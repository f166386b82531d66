use std::cmp::Ordering;
use std::fmt;
use std::str::FromStr;

use chrono::{Datelike, NaiveDate};
use serde::{Deserialize, Serialize};

use crate::apis::{Paper, Source};

pub const DEFAULT_PER_PAGE: u32 = 20;
const DEFAULT_YEAR_FROM: i32 = 1900;

/// Which adapters a search fans out to.
#[derive(Debug, Clone, Copy, PartialEq, Eq, Default, Serialize, Deserialize)]
#[serde(into = "String", try_from = "String")]
pub enum SourceSelection {
    #[default]
    All,
    Only(Source),
}

impl SourceSelection {
    pub fn includes(&self, source: Source) -> bool {
        match self {
            SourceSelection::All => true,
            SourceSelection::Only(s) => *s == source,
        }
    }
}

impl From<SourceSelection> for String {
    fn from(sel: SourceSelection) -> Self {
        match sel {
            SourceSelection::All => "all".to_string(),
            SourceSelection::Only(s) => s.slug().to_string(),
        }
    }
}

impl TryFrom<String> for SourceSelection {
    type Error = String;

    fn try_from(value: String) -> Result<Self, Self::Error> {
        value.parse()
    }
}

impl FromStr for SourceSelection {
    type Err = String;

    fn from_str(s: &str) -> Result<Self, Self::Err> {
        if s.trim().is_empty() || s.trim().eq_ignore_ascii_case("all") {
            return Ok(SourceSelection::All);
        }
        Source::from_slug(s)
            .map(SourceSelection::Only)
            .ok_or_else(|| format!("Unknown source: {}", s))
    }
}

#[derive(Debug, Clone, Copy, PartialEq, Eq, Default, Serialize, Deserialize)]
#[serde(rename_all = "lowercase")]
pub enum SortKey {
    Date,
    Citations,
    Quality,
    Impact,
    Velocity,
    Title,
    #[default]
    Relevance,
}

impl FromStr for SortKey {
    type Err = String;

    fn from_str(s: &str) -> Result<Self, Self::Err> {
        match s.trim().to_lowercase().as_str() {
            "date" => Ok(SortKey::Date),
            "citations" => Ok(SortKey::Citations),
            "quality" => Ok(SortKey::Quality),
            "impact" => Ok(SortKey::Impact),
            "velocity" => Ok(SortKey::Velocity),
            "title" => Ok(SortKey::Title),
            "relevance" | "" => Ok(SortKey::Relevance),
            other => Err(format!("Unknown sort key: {}", other)),
        }
    }
}

impl fmt::Display for SortKey {
    fn fmt(&self, f: &mut fmt::Formatter<'_>) -> fmt::Result {
        let s = match self {
            SortKey::Date => "date",
            SortKey::Citations => "citations",
            SortKey::Quality => "quality",
            SortKey::Impact => "impact",
            SortKey::Velocity => "velocity",
            SortKey::Title => "title",
            SortKey::Relevance => "relevance",
        };
        f.write_str(s)
    }
}

/// Per-invocation search parameters. `page`/`per_page` drive upstream
/// pagination in each adapter; the rest are post-merge filters or
/// source-specific query translation.
#[derive(Debug, Clone, PartialEq, Eq, Serialize, Deserialize)]
#[serde(rename_all = "camelCase", default)]
pub struct SearchFilters {
    pub source: SourceSelection,
    pub sort: SortKey,
    pub page: u32,
    pub per_page: u32,
    pub year_from: Option<i32>,
    pub year_to: Option<i32>,
    pub author: Option<String>,
    pub category: Option<String>,
    pub exact_phrase: bool,
}

impl Default for SearchFilters {
    fn default() -> Self {
        Self {
            source: SourceSelection::All,
            sort: SortKey::Relevance,
            page: 1,
            per_page: DEFAULT_PER_PAGE,
            year_from: None,
            year_to: None,
            author: None,
            category: None,
            exact_phrase: false,
        }
    }
}

impl SearchFilters {
    pub fn has_year_range(&self) -> bool {
        self.year_from.is_some() || self.year_to.is_some()
    }

    /// Inclusive year bounds, defaulting to 1900 and the current year.
    pub fn year_bounds(&self, current_year: i32) -> (i32, i32) {
        (
            self.year_from.unwrap_or(DEFAULT_YEAR_FROM),
            self.year_to.unwrap_or(current_year),
        )
    }

    pub fn author_query(&self) -> Option<&str> {
        self.author.as_deref().map(str::trim).filter(|a| !a.is_empty())
    }
}

/// Best-effort parse of `YYYY`, `YYYY-MM`, `YYYY-MM-DD` or an ISO timestamp.
pub fn parse_published(date: &str) -> Option<NaiveDate> {
    let head = date.trim().split('T').next()?;
    let mut parts = head.split('-');
    let year: i32 = parts.next()?.trim().parse().ok()?;
    let month: u32 = match parts.next() {
        Some(m) => m.trim().parse().ok()?,
        None => 1,
    };
    let day: u32 = match parts.next() {
        Some(d) => d.trim().parse().ok()?,
        None => 1,
    };
    NaiveDate::from_ymd_opt(year, month, day)
}

pub fn published_year(date: &str) -> Option<i32> {
    parse_published(date).map(|d| d.year())
}

/// Year range first, then author substring. Papers whose date cannot be
/// parsed are dropped while a year range is active.
pub fn apply_filters(papers: Vec<Paper>, filters: &SearchFilters, current_year: i32) -> Vec<Paper> {
    let mut filtered = papers;

    if filters.has_year_range() {
        let (from, to) = filters.year_bounds(current_year);
        filtered.retain(|p| {
            published_year(&p.published_date)
                .map(|y| y >= from && y <= to)
                .unwrap_or(false)
        });
    }

    if let Some(author) = filters.author_query() {
        let needle = author.to_lowercase();
        filtered.retain(|p| p.authors.iter().any(|a| a.to_lowercase().contains(&needle)));
    }

    filtered
}

/// Stable sort by `key`; equal keys keep their merged order.
pub fn sort_papers(papers: &mut [Paper], key: SortKey) {
    match key {
        SortKey::Date => papers.sort_by(|a, b| {
            parse_published(&b.published_date).cmp(&parse_published(&a.published_date))
        }),
        SortKey::Citations => papers.sort_by(|a, b| {
            b.citation_count.unwrap_or(0).cmp(&a.citation_count.unwrap_or(0))
        }),
        SortKey::Quality => papers.sort_by(|a, b| {
            b.quality_score.unwrap_or(0).cmp(&a.quality_score.unwrap_or(0))
        }),
        SortKey::Impact => papers.sort_by(|a, b| {
            let ia = a.impact_metrics.map(|m| m.academic_impact).unwrap_or(0);
            let ib = b.impact_metrics.map(|m| m.academic_impact).unwrap_or(0);
            ib.cmp(&ia)
        }),
        SortKey::Velocity => papers.sort_by(|a, b| {
            let va = a.impact_metrics.map(|m| m.citation_velocity).unwrap_or(0.0);
            let vb = b.impact_metrics.map(|m| m.citation_velocity).unwrap_or(0.0);
            vb.partial_cmp(&va).unwrap_or(Ordering::Equal)
        }),
        SortKey::Title => papers.sort_by(|a, b| {
            a.title.to_lowercase().cmp(&b.title.to_lowercase())
        }),
        SortKey::Relevance => {
            if papers.iter().any(|p| p.relevance_score.is_some()) {
                papers.sort_by(|a, b| {
                    b.relevance_score.unwrap_or(0).cmp(&a.relevance_score.unwrap_or(0))
                });
            }
        }
    }
}
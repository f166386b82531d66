use serde::Serialize;

use crate::store::HistoryEntry;

const MIN_PREFIX_LEN: usize = 2;
const MAX_SUGGESTIONS: usize = 5;

const COMMON_TERMS: &[&str] = &[
    "machine learning",
    "artificial intelligence",
    "deep learning",
    "neural networks",
    "natural language processing",
    "computer vision",
    "quantum computing",
    "blockchain",
    "bioinformatics",
    "robotics",
];

#[derive(Debug, Clone, Copy, PartialEq, Eq, Serialize)]
#[serde(rename_all = "lowercase")]
pub enum SuggestionKind {
    History,
    Suggestion,
}

#[derive(Debug, Clone, PartialEq, Eq, Serialize)]
pub struct Suggestion {
    pub text: String,
    pub kind: SuggestionKind,
}

/// Past queries containing `prefix` first, then common academic terms.
pub fn suggest(history: &[HistoryEntry], prefix: &str) -> Vec<Suggestion> {
    if prefix.chars().count() < MIN_PREFIX_LEN {
        return Vec::new();
    }
    let needle = prefix.to_lowercase();
    let mut out: Vec<Suggestion> = Vec::new();

    for entry in history {
        if entry.query != prefix && entry.query.to_lowercase().contains(&needle) {
            out.push(Suggestion {
                text: entry.query.clone(),
                kind: SuggestionKind::History,
            });
        }
    }

    for term in COMMON_TERMS {
        if *term != prefix && term.contains(&needle) && !out.iter().any(|s| s.text == *term) {
            out.push(Suggestion {
                text: term.to_string(),
                kind: SuggestionKind::Suggestion,
            });
        }
    }

    out.truncate(MAX_SUGGESTIONS);
    out
}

Task to complete:
Copy each line holding "head" from the material above.

Task answer:
    let head = date.trim().split('T').next()?;
    let mut parts = head.split('-');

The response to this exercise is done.